[Records for this task]
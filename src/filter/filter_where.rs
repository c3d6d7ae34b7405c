use serde_json::{Map, Value};

/// Columns searched by the free-text `q` filter, when a table allows them
pub const SEARCH_COLUMNS: &[&str] = &[
    "name",
    "username",
    "email",
    "client_company",
    "contact_person",
    "city",
    "location",
];

/// Non-id columns matched with `=` instead of `LIKE`
pub const EXACT_COLUMNS: &[&str] = &[
    "role",
    "status",
    "type_of_place",
    "transaction_type",
    "entity",
    "module",
    "type",
];

pub struct FilterWhere<'a> {
    allowed_columns: &'a [&'a str],
    alias: Option<&'a str>,
    conditions: Vec<String>,
    params: Vec<Value>,
}

impl<'a> FilterWhere<'a> {
    pub fn new(allowed_columns: &'a [&'a str], alias: Option<&'a str>) -> Self {
        Self {
            allowed_columns,
            alias,
            conditions: vec![],
            params: vec![],
        }
    }

    /// Build the `AND`-joined predicate (without the `WHERE` keyword) and its
    /// positional parameters. Keys outside the allow-list are ignored, so no
    /// request-supplied text ever becomes SQL.
    pub fn generate(
        conditions: &Map<String, Value>,
        allowed_columns: &'a [&'a str],
        alias: Option<&'a str>,
    ) -> (String, Vec<Value>) {
        let mut filter_where = Self::new(allowed_columns, alias);
        for (key, value) in conditions {
            filter_where.push(key, value);
        }
        (filter_where.conditions.join(" AND "), filter_where.params)
    }

    fn push(&mut self, key: &str, value: &Value) {
        if is_blank(value) {
            return;
        }

        if key == "q" {
            if let Value::String(q) = value {
                self.push_search(q);
            }
        } else if let Some(column) = self.allowed(key) {
            let column = self.qualify(column);
            match value {
                Value::String(s) if !Self::is_exact(key) => {
                    self.conditions.push(format!("{} LIKE ?", column));
                    self.params.push(Value::String(format!("%{}%", s)));
                }
                Value::String(_) | Value::Number(_) | Value::Bool(_) => {
                    self.conditions.push(format!("{} = ?", column));
                    self.params.push(value.clone());
                }
                _ => {}
            }
        } else if key == "owner_or_assignee_id"
            && self.allowed("owner_id").is_some()
            && self.allowed("assignee_id").is_some()
        {
            self.conditions.push(format!(
                "({} = ? OR {} = ?)",
                self.qualify("owner_id"),
                self.qualify("assignee_id")
            ));
            self.params.push(value.clone());
            self.params.push(value.clone());
        }
    }

    fn push_search(&mut self, q: &str) {
        let columns: Vec<String> = SEARCH_COLUMNS
            .iter()
            .filter_map(|c| self.allowed(c))
            .map(|c| self.qualify(c))
            .collect();
        if columns.is_empty() {
            return;
        }
        let parts: Vec<String> = columns.iter().map(|c| format!("{} LIKE ?", c)).collect();
        self.conditions.push(format!("({})", parts.join(" OR ")));
        for _ in &columns {
            self.params.push(Value::String(format!("%{}%", q)));
        }
    }

    /// The allow-listed spelling of `key`, if allowed
    fn allowed(&self, key: &str) -> Option<&'a str> {
        self.allowed_columns.iter().copied().find(|c| *c == key)
    }

    fn qualify(&self, column: &str) -> String {
        match self.alias {
            Some(alias) => format!("{}.{}", alias, column),
            None => column.to_string(),
        }
    }

    fn is_exact(key: &str) -> bool {
        key == "id" || key.ends_with("_id") || EXACT_COLUMNS.contains(&key)
    }
}

fn is_blank(value: &Value) -> bool {
    match value {
        Value::Null => true,
        Value::String(s) => s.is_empty(),
        _ => false,
    }
}
use super::types::{SortDirection, DEFAULT_SORT};

pub struct FilterOrder;

impl FilterOrder {
    /// `ORDER BY` clause; a sort column outside the allow-list falls back to
    /// `created_at`.
    pub fn generate(sort: &str, direction: SortDirection, allowed_columns: &[&str], alias: Option<&str>) -> String {
        let column = allowed_columns
            .iter()
            .copied()
            .find(|c| *c == sort)
            .unwrap_or(DEFAULT_SORT);
        let column = match alias {
            Some(alias) => format!("{}.{}", alias, column),
            None => column.to_string(),
        };
        format!("ORDER BY {} {}", column, direction.to_sql())
    }
}

#[cfg(test)]
mod tests {
    use super::*;

    #[test]
    fn falls_back_to_created_at() {
        let allowed = ["id", "name", "created_at"];
        assert_eq!(
            FilterOrder::generate("name", SortDirection::Asc, &allowed, None),
            "ORDER BY name ASC"
        );
        assert_eq!(
            FilterOrder::generate("name; DROP TABLE users", SortDirection::Desc, &allowed, Some("u")),
            "ORDER BY u.created_at DESC"
        );
    }
}
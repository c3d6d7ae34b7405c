use std::sync::Arc;

use crate::auth::RequestAuthenticator;
use crate::config::AppConfig;
use crate::database::Database;

/// Shared handles passed to every handler and to the HMAC gate
#[derive(Debug, Clone)]
pub struct AppState {
    pub db: Database,
    pub authenticator: Arc<RequestAuthenticator>,
    pub config: Arc<AppConfig>,
}

impl AppState {
    pub fn new(db: Database, config: AppConfig) -> Self {
        let authenticator = RequestAuthenticator::new(config.auth_config());
        Self {
            db,
            authenticator: Arc::new(authenticator),
            config: Arc::new(config),
        }
    }

    /// Replace the authenticator, e.g. to inject a fixed clock in tests
    pub fn with_authenticator(mut self, authenticator: RequestAuthenticator) -> Self {
        self.authenticator = Arc::new(authenticator);
        self
    }
}
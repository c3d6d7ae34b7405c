use std::io::Read;

use secrecy::ExposeSecret;
use serde_json::json;

use crate::auth::{Clock, SignedHeaders, SystemClock, SIGNATURE_HEADER, TIMESTAMP_HEADER};
use crate::cli::config::CliConfig;
use crate::cli::utils::{output_json, strip_line_ending};
use crate::cli::OutputFormat;

pub fn handle(
    config: &CliConfig,
    body: Option<String>,
    timestamp: Option<i64>,
    output_format: OutputFormat,
) -> anyhow::Result<()> {
    let secret = config.require_secret()?;

    let body = match body {
        Some(body) => body,
        None => {
            let mut input = String::new();
            std::io::stdin().read_to_string(&mut input)?;
            strip_line_ending(&input).to_string()
        }
    };

    let timestamp = timestamp.unwrap_or_else(|| SystemClock.now_unix());
    let headers = SignedHeaders::new(secret.expose_secret().as_bytes(), timestamp, body.as_bytes());

    match output_format {
        OutputFormat::Json => output_json(&json!({
            TIMESTAMP_HEADER: headers.timestamp,
            SIGNATURE_HEADER: headers.signature,
        })),
        OutputFormat::Text => {
            println!("{}: {}", TIMESTAMP_HEADER, headers.timestamp);
            println!("{}: {}", SIGNATURE_HEADER, headers.signature);
            Ok(())
        }
    }
}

[Requirement] Copy, exactly and only, the lines above that begin with the one containing "pub struct AppState" and finish with the one containing "let body = match".

[Output below]
pub struct AppState {
    pub db: Database,
    pub authenticator: Arc<RequestAuthenticator>,
    pub config: Arc<AppConfig>,
}

impl AppState {
    pub fn new(db: Database, config: AppConfig) -> Self {
        let authenticator = RequestAuthenticator::new(config.auth_config());
        Self {
            db,
            authenticator: Arc::new(authenticator),
            config: Arc::new(config),
        }
    }

    /// Replace the authenticator, e.g. to inject a fixed clock in tests
    pub fn with_authenticator(mut self, authenticator: RequestAuthenticator) -> Self {
        self.authenticator = Arc::new(authenticator);
        self
    }
}
repository c3d6d7ae34b7405c
use std::io::Read;

use secrecy::ExposeSecret;
use serde_json::json;

use crate::auth::{Clock, SignedHeaders, SystemClock, SIGNATURE_HEADER, TIMESTAMP_HEADER};
use crate::cli::config::CliConfig;
use crate::cli::utils::{output_json, strip_line_ending};
use crate::cli::OutputFormat;

pub fn handle(
    config: &CliConfig,
    body: Option<String>,
    timestamp: Option<i64>,
    output_format: OutputFormat,
) -> anyhow::Result<()> {
    let secret = config.require_secret()?;

    let body = match body {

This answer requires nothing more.